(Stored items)
——
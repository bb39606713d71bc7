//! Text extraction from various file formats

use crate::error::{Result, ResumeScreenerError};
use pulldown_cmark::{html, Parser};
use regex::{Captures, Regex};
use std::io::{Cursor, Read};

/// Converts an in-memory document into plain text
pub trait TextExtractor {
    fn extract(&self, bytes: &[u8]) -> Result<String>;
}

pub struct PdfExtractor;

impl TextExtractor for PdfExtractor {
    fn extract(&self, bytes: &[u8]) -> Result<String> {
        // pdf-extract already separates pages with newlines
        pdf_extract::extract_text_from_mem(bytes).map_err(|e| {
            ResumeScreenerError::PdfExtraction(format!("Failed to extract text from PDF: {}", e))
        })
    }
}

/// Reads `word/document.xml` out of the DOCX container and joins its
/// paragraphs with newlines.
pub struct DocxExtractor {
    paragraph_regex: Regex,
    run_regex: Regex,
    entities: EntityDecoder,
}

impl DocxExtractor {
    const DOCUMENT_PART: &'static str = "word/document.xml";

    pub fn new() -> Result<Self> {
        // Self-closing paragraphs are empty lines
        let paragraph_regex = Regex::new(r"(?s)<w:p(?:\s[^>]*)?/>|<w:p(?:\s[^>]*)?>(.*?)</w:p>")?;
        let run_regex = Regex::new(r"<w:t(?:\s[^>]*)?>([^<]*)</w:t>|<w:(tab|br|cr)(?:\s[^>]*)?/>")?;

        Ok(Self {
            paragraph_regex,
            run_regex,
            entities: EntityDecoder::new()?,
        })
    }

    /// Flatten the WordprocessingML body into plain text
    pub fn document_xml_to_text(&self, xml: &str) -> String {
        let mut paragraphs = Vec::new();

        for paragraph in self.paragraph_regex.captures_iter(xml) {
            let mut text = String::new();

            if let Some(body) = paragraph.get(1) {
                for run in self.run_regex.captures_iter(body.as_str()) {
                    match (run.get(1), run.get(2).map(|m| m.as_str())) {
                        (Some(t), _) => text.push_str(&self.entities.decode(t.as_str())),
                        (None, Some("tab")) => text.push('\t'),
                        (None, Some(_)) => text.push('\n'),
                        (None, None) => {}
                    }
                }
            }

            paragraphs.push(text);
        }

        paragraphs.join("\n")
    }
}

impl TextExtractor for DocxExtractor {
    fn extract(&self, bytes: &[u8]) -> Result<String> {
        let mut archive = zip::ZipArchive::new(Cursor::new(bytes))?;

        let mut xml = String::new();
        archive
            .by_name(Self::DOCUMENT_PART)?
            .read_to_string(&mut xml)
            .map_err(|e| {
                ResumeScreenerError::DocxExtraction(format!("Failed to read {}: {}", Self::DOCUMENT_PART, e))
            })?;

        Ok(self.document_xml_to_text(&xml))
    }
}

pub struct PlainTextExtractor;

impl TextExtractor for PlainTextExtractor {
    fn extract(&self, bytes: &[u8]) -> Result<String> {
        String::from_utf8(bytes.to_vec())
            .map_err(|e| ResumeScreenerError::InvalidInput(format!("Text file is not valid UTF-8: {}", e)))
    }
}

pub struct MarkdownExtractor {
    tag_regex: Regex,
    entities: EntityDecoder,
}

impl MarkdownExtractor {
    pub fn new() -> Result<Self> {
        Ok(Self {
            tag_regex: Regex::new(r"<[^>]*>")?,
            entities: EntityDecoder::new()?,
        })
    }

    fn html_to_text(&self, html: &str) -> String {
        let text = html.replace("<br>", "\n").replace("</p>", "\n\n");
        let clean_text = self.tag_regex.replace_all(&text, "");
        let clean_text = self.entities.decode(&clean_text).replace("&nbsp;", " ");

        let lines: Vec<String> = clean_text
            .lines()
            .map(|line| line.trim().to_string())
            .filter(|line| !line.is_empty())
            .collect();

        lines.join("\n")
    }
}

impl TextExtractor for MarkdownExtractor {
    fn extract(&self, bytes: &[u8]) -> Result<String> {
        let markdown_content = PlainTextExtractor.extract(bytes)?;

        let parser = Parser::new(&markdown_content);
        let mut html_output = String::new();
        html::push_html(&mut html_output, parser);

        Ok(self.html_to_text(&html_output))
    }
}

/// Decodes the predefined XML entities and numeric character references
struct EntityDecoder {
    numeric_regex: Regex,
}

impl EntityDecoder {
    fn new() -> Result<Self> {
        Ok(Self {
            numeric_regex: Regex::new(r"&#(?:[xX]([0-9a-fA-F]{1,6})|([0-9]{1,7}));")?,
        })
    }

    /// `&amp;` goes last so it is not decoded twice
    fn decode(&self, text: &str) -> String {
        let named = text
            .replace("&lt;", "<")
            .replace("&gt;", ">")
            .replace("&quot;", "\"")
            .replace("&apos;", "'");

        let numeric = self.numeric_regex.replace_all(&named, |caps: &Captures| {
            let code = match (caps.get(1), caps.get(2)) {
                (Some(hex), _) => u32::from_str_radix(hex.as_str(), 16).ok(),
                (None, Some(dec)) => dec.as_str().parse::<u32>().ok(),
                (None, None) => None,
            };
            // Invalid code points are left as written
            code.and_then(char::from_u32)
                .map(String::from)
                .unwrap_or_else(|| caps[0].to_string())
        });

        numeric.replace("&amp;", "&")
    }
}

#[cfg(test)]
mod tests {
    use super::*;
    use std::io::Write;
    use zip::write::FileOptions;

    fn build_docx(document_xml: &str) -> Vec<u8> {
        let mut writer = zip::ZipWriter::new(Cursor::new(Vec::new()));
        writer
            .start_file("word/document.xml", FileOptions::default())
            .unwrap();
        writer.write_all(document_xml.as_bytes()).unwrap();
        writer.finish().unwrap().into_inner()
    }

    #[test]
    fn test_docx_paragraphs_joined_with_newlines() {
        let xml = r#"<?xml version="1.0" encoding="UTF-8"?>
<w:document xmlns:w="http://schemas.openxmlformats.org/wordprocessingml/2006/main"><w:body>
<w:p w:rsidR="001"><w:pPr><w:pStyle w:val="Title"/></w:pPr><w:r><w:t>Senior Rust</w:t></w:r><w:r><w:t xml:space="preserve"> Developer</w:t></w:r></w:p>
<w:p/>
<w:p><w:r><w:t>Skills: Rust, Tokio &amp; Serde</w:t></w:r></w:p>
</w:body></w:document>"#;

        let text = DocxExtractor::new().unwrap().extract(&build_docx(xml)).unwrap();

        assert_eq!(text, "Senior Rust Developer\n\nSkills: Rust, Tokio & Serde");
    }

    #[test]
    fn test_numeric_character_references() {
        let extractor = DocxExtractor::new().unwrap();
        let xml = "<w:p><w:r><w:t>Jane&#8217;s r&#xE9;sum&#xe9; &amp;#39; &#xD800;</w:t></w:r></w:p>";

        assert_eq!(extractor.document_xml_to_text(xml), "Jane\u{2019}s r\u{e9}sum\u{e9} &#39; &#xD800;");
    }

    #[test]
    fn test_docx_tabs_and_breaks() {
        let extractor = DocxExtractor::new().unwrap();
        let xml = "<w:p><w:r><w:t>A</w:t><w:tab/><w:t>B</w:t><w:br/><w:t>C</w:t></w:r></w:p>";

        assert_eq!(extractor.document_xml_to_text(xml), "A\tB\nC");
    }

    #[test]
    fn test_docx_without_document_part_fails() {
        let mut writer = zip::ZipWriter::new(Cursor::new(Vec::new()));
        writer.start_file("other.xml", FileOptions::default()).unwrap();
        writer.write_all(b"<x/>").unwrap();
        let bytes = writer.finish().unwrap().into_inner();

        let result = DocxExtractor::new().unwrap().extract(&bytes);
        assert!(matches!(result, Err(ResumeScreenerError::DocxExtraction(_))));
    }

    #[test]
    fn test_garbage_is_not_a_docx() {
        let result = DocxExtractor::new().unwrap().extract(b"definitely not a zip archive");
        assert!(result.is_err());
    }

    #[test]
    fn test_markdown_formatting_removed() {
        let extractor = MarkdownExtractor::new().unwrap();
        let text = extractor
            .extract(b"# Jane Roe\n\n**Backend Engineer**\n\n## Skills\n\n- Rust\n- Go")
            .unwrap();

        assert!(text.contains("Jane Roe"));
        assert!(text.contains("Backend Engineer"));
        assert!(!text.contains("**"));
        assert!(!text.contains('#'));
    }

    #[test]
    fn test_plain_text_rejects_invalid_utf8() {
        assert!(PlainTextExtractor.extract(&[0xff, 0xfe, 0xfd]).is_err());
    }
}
——
* **Task objective**
Whenever the string "Failed" shows up in a line above, copy that line.

* **Reply**
            ResumeScreenerError::PdfExtraction(format!("Failed to extract text from PDF: {}", e))
                ResumeScreenerError::DocxExtraction(format!("Failed to read {}: {}", Self::DOCUMENT_PART, e))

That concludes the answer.